Pero el impacto no se limitó a la proyección exterior. Para Málaga, la peregrinación supuso una experiencia colectiva: días de preparativos, seguimiento masivo, emoción compartida y un regreso celebrado como un gran acontecimiento cofrade de enorme impacto devocional e identitario: los días que la imagen permaneció expuesta en la Catedral y su procesión de regreso a su basílica. Fue un regreso que estuvo rodeado por un ambiente multitudinario que prolongó la sensación de acontecimiento extraordinario.

Besamano de la Esperanza en la Catedral de Málaga tras su peregrinación en Roma

Emiliano Téllez

La archicofradía llevaba dos años de trabajo para culminar ese viaje. La organización vaticana había programado el Jubileo de las Cofradías como gran cita internacional del Año Jubilar 2025, y la Esperanza fue una de las imágenes elegidas para protagonizarlo.

Ese contexto es clave para entender el “efecto llamada” posterior: Roma supuso visibilidad global, pero también un elemento emocional fuerte para la Málaga cofrade. La Esperanza no solo fue contemplada fuera: fue reivindicada dentro. El sentimiento de pertenencia creció porque la devoción local se vio reflejada en una dimensión mundial.

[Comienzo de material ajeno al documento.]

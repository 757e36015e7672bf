//! Vitals Sync - local-first sync engine for wearable health measurements
//!
//! Mirrors time-bucketed samples from a platform health source into a local
//! SQLite store and delivers them to a backend through a durable outbox.
//!
//! ## Architecture
//!
//! ```text
//! ExternalSource ──fetch(date)──► SyncOrchestrator ──► UpsertEngine ──tx──► LocalStore
//!                                      │                    │                 │
//!                              SyncWindowTracker        ChangeBus        OutboxProcessor ──► BackendClient
//! ```
//!
//! - **LocalStore**: SQLite, opened only through a [`MigrationPlan`]
//! - **UpsertEngine**: dedup on (user, metric, date, bucket); entry and outbox
//!   event written in one transaction
//! - **SyncWindowTracker**: per-metric set of fully ingested dates
//! - **OutboxProcessor**: at-least-once delivery with exponential backoff
//! - **ChangeBus**: best-effort change notifications, debounced by observers
//!
//! ## Storage Layout
//!
//! ```text
//! ~/.local/share/vitals-sync/
//! ├── vitals.db        # Entries, outbox, sync windows, schema version
//! └── config.toml      # Optional configuration
//! ```

pub mod clock;
pub mod config;
pub mod db;
pub mod debounce;
pub mod dedup;
pub mod error;
pub mod events;
pub mod metric;
pub mod orchestrator;
pub mod outbox;
pub mod sync_window;

// Re-exports
pub use clock::{Clock, ManualClock, SystemClock};
pub use config::Config;
pub use db::{LocalStore, MigrationPlan, ProgressEntry, SchemaVersion, SyncStatus, CURRENT_SCHEMA_VERSION};
pub use dedup::{SampleObservation, UpsertEngine, UpsertOutcome};
pub use error::{DeliveryError, SourceError, SyncError, ValidationError};
pub use events::{ChangeBus, ChangeEvent, ModelType};
pub use metric::{BucketGranularity, MetricType};
pub use orchestrator::{CancelFlag, ChangeSignal, DateState, ExternalSource, SyncOrchestrator, SyncRangeReport};
pub use outbox::{BackendClient, DeliveryOutcome, OutboxProcessor, OutboxResult};
pub use sync_window::SyncWindowTracker;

De peregrinación a impulso interno

La archicofradía había trabajado previamente un calendario de actividades y formación bajo el programa “Camino de Esperanza”, diseñado precisamente para que los meses previos a Roma no quedaran reducidos a logística, sino que se vivieran como un proceso colectivo de fe, cultura y comunidad.

Ese “camino” tuvo un doble resultado:

  • Por un lado, preparó espiritualmente a los hermanos para el Jubileo.
  • Por otro, abrió la puerta a que personas alejadas de la vida corporativa se acercaran por primera vez, atraídas por el acontecimiento y por la dimensión extraordinaria del viaje.

La clave está en que Roma fue un evento singular, pero también un relato compartido. Y cuando una cofradía genera relato, genera identidad.

Procesión triunfal de regreso de la Virgen de la Esperanza a su basílica tras su peregrinación a Roma

Procesión triunfal de regreso de la Virgen de la Esperanza a su basílica tras su peregrinación a Roma / Eduardo Nieto

Roma no se quedó en Roma

Roma no se quedó en Roma, sino que aterrizó en Málaga como una experiencia colectiva que dejó huella y atrajo a nuevos devotos. Este aumento de altas refleja también otro fenómeno: la capacidad de la archicofradía para conectar con devotos que estaban fuera del circuito habitual. Roma atrajo a públicos distintos: desde peregrinos hasta malagueños que siguieron el acontecimiento por redes o medios y que, al ver a la Esperanza en un escenario global, sintieron renovada la necesidad de estar dentro.

En otras palabras: el Jubileo no solo reforzó la fe, sino que activó la pertenencia. Y eso, para cualquier corporación, es el fruto más duradero de un acontecimiento extraordinario: no la fotografía histórica, sino la comunidad que se fortalece después. Porque Roma ya pasó. Pero su eco sigue creciendo en Málaga como una prolongación silenciosa de los aplausos y vítores que acompañaron a la Esperanza en la Ciudad Eterna.